Impact of Illegal Trafficking on Wildlife

Every time a hunter traps a wild animal in the forest, it creates an interface between wildlife and people across which viruses or bacteria can pass. This effect multiplies as that animal moves along the market chain, changing hands through rural markets and often across international borders. Trade does not take place in isolation; it enables the transfer of pathogens between wild and domestic species, animals that normally would not be coming into contact. 

It was these same processes that led to the emergence of new viral strains such as SARS coronavirus that emerged from the wet markets of Guangdong, involving bats and small carnivores, and ultimately lead to over 8,000 human cases in 37 countries worldwide and the death of almost 800 people. Similar processes have contributed to the emergence of highly pathogenic H5N1 avian influenza, which has spread on an intercontinental scale, impacting food security, inducing billions of dollars of economic losses through control measures and disruption to agricultural trade, as well as the deaths of more than 300 people. 

 Approximately 30 million people are currently living with and almost 2 million people die each year from HIV/AIDS in what is perhaps the largest epidemic of animal origin in human history, with the virus having originated in chimpanzees that were presumably hunted. Overall, over 70% of emerging zoonotic pathogens (i.e., pathogens from animals that affect humans) originate in wildlife populations.

Conditions in the wildlife trade disrupt the normal ecological and evolutionary equilibria of animals and the commensal and pathogenic organisms they carry. Moving wildlife along trade/import/export routes exposes animals to a broader geographic and taxonomic range of other animals as well as humans to whom they can transmit any pathogens they carry. Essentially this links together previously fragmented populations and enhances most pathogens’ ability to spread. Furthermore, as an influx of susceptible hosts is placed into contact with an infected animal being transported along a trade route, we risk a quite dangerous scenario wherein the most virulent pathogenic strains are the ones that are transmitted first, setting off local epidemics whose impact is higher than would be expected in that pathogen’s natural habitat.

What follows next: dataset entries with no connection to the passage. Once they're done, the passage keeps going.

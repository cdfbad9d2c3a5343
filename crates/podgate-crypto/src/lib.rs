pub mod hash;
pub mod keypair;

pub use hash::{
    address_from_pubkey, condition_address, role_condition, sha256, signing_digest,
    verify_signature,
};
pub use keypair::KeyPair;
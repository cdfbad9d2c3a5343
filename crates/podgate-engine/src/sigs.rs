use serde::{Deserialize, Serialize};

use podgate_core::context::AuthContext;
use podgate_core::error::GateError;
use podgate_core::handler::{CheckResult, Decorator, DeliverResult, Handler};
use podgate_core::kv::KvStore;
use podgate_core::msg::Metadata;
use podgate_core::tx::Tx;
use podgate_core::types::PubKey;
use podgate_crypto::{address_from_pubkey, signing_digest, verify_signature};
use podgate_store::{Model, ModelBucket};

const BUCKET_NAME: &str = "sigs";

// ── Signer records ───────────────────────────────────────────────────────────

/// Per-signer replay-protection state, keyed by address. `sequence` is the
/// nonce the next transaction must carry.
#[derive(Clone, Debug, PartialEq, Serialize, Deserialize)]
pub struct SignerRecord {
    pub metadata: Metadata,
    pub pubkey: PubKey,
    pub sequence: u64,
}

impl Model for SignerRecord {
    fn validate(&self) -> Result<(), GateError> {
        self.metadata.validate()?;
        if self.pubkey.0.len() != 32 {
            return Err(GateError::Invalid(format!(
                "pubkey must be 32 bytes, got {}",
                self.pubkey.0.len()
            )));
        }
        Ok(())
    }
}

fn sigs_bucket() -> ModelBucket<SignerRecord> {
    ModelBucket::new(BUCKET_NAME)
}

// ── SignatureDecorator ───────────────────────────────────────────────────────

/// Outermost decorator: verifies every transaction signature against
/// `SHA256(chain_id || nonce || msg_bytes)`, enforces the strictly
/// increasing per-signer nonce, and seeds the auth context with the signer
/// addresses in signature order (first = main signer). A transaction
/// without signatures is rejected before anything else runs.
///
/// The nonce advances in Check as well; Check runs on a throwaway
/// cache-wrap, so only Deliver's advance survives.
pub struct SignatureDecorator {
    bucket: ModelBucket<SignerRecord>,
}

impl SignatureDecorator {
    pub fn new() -> Self {
        Self {
            bucket: sigs_bucket(),
        }
    }

    fn authenticate(
        &self,
        ctx: &AuthContext,
        store: &mut dyn KvStore,
        tx: &Tx,
    ) -> Result<AuthContext, GateError> {
        if tx.signatures.is_empty() {
            return Err(GateError::NoSignatures);
        }
        let msg_bytes = tx.msg.encode()?;
        let mut ctx = ctx.clone();

        for sig in &tx.signatures {
            let addr = address_from_pubkey(&sig.pubkey.0);
            let mut record = match self.bucket.one(&*store, addr.as_bytes()) {
                Ok(record) => {
                    if record.pubkey != sig.pubkey {
                        return Err(GateError::InvalidSignature);
                    }
                    record
                }
                Err(GateError::NotFound(_)) => SignerRecord {
                    metadata: Metadata::new(),
                    pubkey: sig.pubkey.clone(),
                    sequence: 0,
                },
                Err(other) => return Err(other),
            };

            if sig.nonce != record.sequence {
                return Err(GateError::InvalidNonce {
                    expected: record.sequence,
                    got: sig.nonce,
                });
            }

            let digest = signing_digest(&ctx.chain_id, sig.nonce, &msg_bytes);
            verify_signature(&sig.pubkey, &digest, &sig.signature)?;

            record.sequence += 1;
            self.bucket.put(store, Some(addr.as_bytes()), &record)?;
            ctx.add_signer(addr);
        }
        Ok(ctx)
    }
}

impl Default for SignatureDecorator {
    fn default() -> Self {
        Self::new()
    }
}

impl Decorator for SignatureDecorator {
    fn check(
        &self,
        ctx: &AuthContext,
        store: &mut dyn KvStore,
        tx: &Tx,
        next: &dyn Handler,
    ) -> Result<CheckResult, GateError> {
        let ctx = self.authenticate(ctx, store, tx)?;
        next.check(&ctx, store, tx)
    }

    fn deliver(
        &self,
        ctx: &AuthContext,
        store: &mut dyn KvStore,
        tx: &Tx,
        next: &dyn Handler,
    ) -> Result<DeliverResult, GateError> {
        let ctx = self.authenticate(ctx, store, tx)?;
        next.deliver(&ctx, store, tx)
    }
}

#[cfg(test)]
mod tests {
    use super::*;
    use podgate_core::error::ErrorKind;
    use podgate_core::msg::{DeleteArtifactMsg, Msg};
    use podgate_crypto::KeyPair;
    use podgate_store::MemStore;

    struct CaptureSigners;

    impl Handler for CaptureSigners {
        fn check(
            &self,
            ctx: &AuthContext,
            _store: &mut dyn KvStore,
            _tx: &Tx,
        ) -> Result<CheckResult, GateError> {
            Ok(CheckResult {
                log: ctx
                    .signers()
                    .iter()
                    .map(|a| a.to_hex())
                    .collect::<Vec<_>>()
                    .join(","),
                ..Default::default()
            })
        }

        fn deliver(
            &self,
            _ctx: &AuthContext,
            _store: &mut dyn KvStore,
            _tx: &Tx,
        ) -> Result<DeliverResult, GateError> {
            Ok(DeliverResult::default())
        }
    }

    fn signed_tx(kp: &KeyPair, nonce: u64) -> Tx {
        let msg = Msg::DeleteArtifact(DeleteArtifactMsg {
            metadata: Metadata::new(),
            image: "x/y:1".into(),
        });
        let mut tx = Tx::new(msg);
        tx.signatures
            .push(kp.sign_msg("test-chain", nonce, &tx.msg.encode().unwrap()));
        tx
    }

    #[test]
    fn valid_signature_adds_signer_to_context() {
        let kp = KeyPair::from_seed([1u8; 32]);
        let mut store = MemStore::new();
        let d = SignatureDecorator::new();
        let res = d
            .check(
                &AuthContext::new("test-chain"),
                &mut store,
                &signed_tx(&kp, 0),
                &CaptureSigners,
            )
            .unwrap();
        assert_eq!(res.log, kp.address.to_hex());
    }

    #[test]
    fn unsigned_transaction_is_rejected() {
        let mut store = MemStore::new();
        let tx = Tx::new(Msg::DeleteArtifact(DeleteArtifactMsg {
            metadata: Metadata::new(),
            image: "x/y:1".into(),
        }));
        let d = SignatureDecorator::new();
        let err = d
            .check(&AuthContext::new("test-chain"), &mut store, &tx, &CaptureSigners)
            .unwrap_err();
        assert!(matches!(err, GateError::NoSignatures));
        assert_eq!(err.kind(), ErrorKind::Invalid);
    }

    #[test]
    fn nonce_must_match_counter() {
        let kp = KeyPair::from_seed([1u8; 32]);
        let mut store = MemStore::new();
        let d = SignatureDecorator::new();

        // First use must carry nonce 0.
        let err = d
            .deliver(
                &AuthContext::new("test-chain"),
                &mut store,
                &signed_tx(&kp, 1),
                &CaptureSigners,
            )
            .unwrap_err();
        assert_eq!(err.kind(), ErrorKind::Invalid);

        d.deliver(
            &AuthContext::new("test-chain"),
            &mut store,
            &signed_tx(&kp, 0),
            &CaptureSigners,
        )
        .unwrap();

        // Replaying the same nonce fails.
        let err = d
            .deliver(
                &AuthContext::new("test-chain"),
                &mut store,
                &signed_tx(&kp, 0),
                &CaptureSigners,
            )
            .unwrap_err();
        assert!(matches!(err, GateError::InvalidNonce { expected: 1, got: 0 }));

        d.deliver(
            &AuthContext::new("test-chain"),
            &mut store,
            &signed_tx(&kp, 1),
            &CaptureSigners,
        )
        .unwrap();
    }

    #[test]
    fn wrong_chain_id_fails_verification() {
        let kp = KeyPair::from_seed([1u8; 32]);
        let mut store = MemStore::new();
        let d = SignatureDecorator::new();
        let err = d
            .check(
                &AuthContext::new("other-chain"),
                &mut store,
                &signed_tx(&kp, 0),
                &CaptureSigners,
            )
            .unwrap_err();
        assert!(matches!(err, GateError::InvalidSignature));
    }

    #[test]
    fn tampered_message_fails_verification() {
        let kp = KeyPair::from_seed([1u8; 32]);
        let mut store = MemStore::new();
        let mut tx = signed_tx(&kp, 0);
        tx.msg = Msg::DeleteArtifact(DeleteArtifactMsg {
            metadata: Metadata::new(),
            image: "tampered/image:1".into(),
        });
        let d = SignatureDecorator::new();
        let err = d
            .check(
                &AuthContext::new("test-chain"),
                &mut store,
                &tx,
                &CaptureSigners,
            )
            .unwrap_err();
        assert!(matches!(err, GateError::InvalidSignature));
    }
}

Human livelihoods in rural areas across the tropic forest world are closely bound to hunting of wildlife for food and income. In rural Gabon, 60% of protein comes from wild meat. Ten indigenous groups in Latin America consume an average of 59.6 g of protein per person per day from wild meat, a figure well above the required protein levels for healthy subsistence. In Sarawak, Malaysia, wild meat is eaten in 29% of all meals of indigenous peoples, and 67% of all meals of the Kelabits there, and is their main source of protein. Across the tropics, many more peoples whose cultures are in transition from a subsistence to a market economy depend on hunting as a fall-back in times of hardship. Loss of wildlife along newly-created roads to distant markets means that a vital resource is lost.

Remote forest peoples who have few or no alternatives are driven even further into poverty. Over a ten year period, as their area became more opened up by roads and outside pressures, the proportion of successful hunts of the Agta people in the Philippines declined from 63% to 16%, and the number of kills per hunt declined by 86%. The Agta went from being hunters of abundant wildlife in primary forests, to being struggling foragers with inadequate wildlife resources. Attaining solutions that allow such people to hunt sustainably, while preventing the massive loss of wildlife resources to trade, is difficult, but essential if the resource is to be conserved, and rural livelihoods maintained.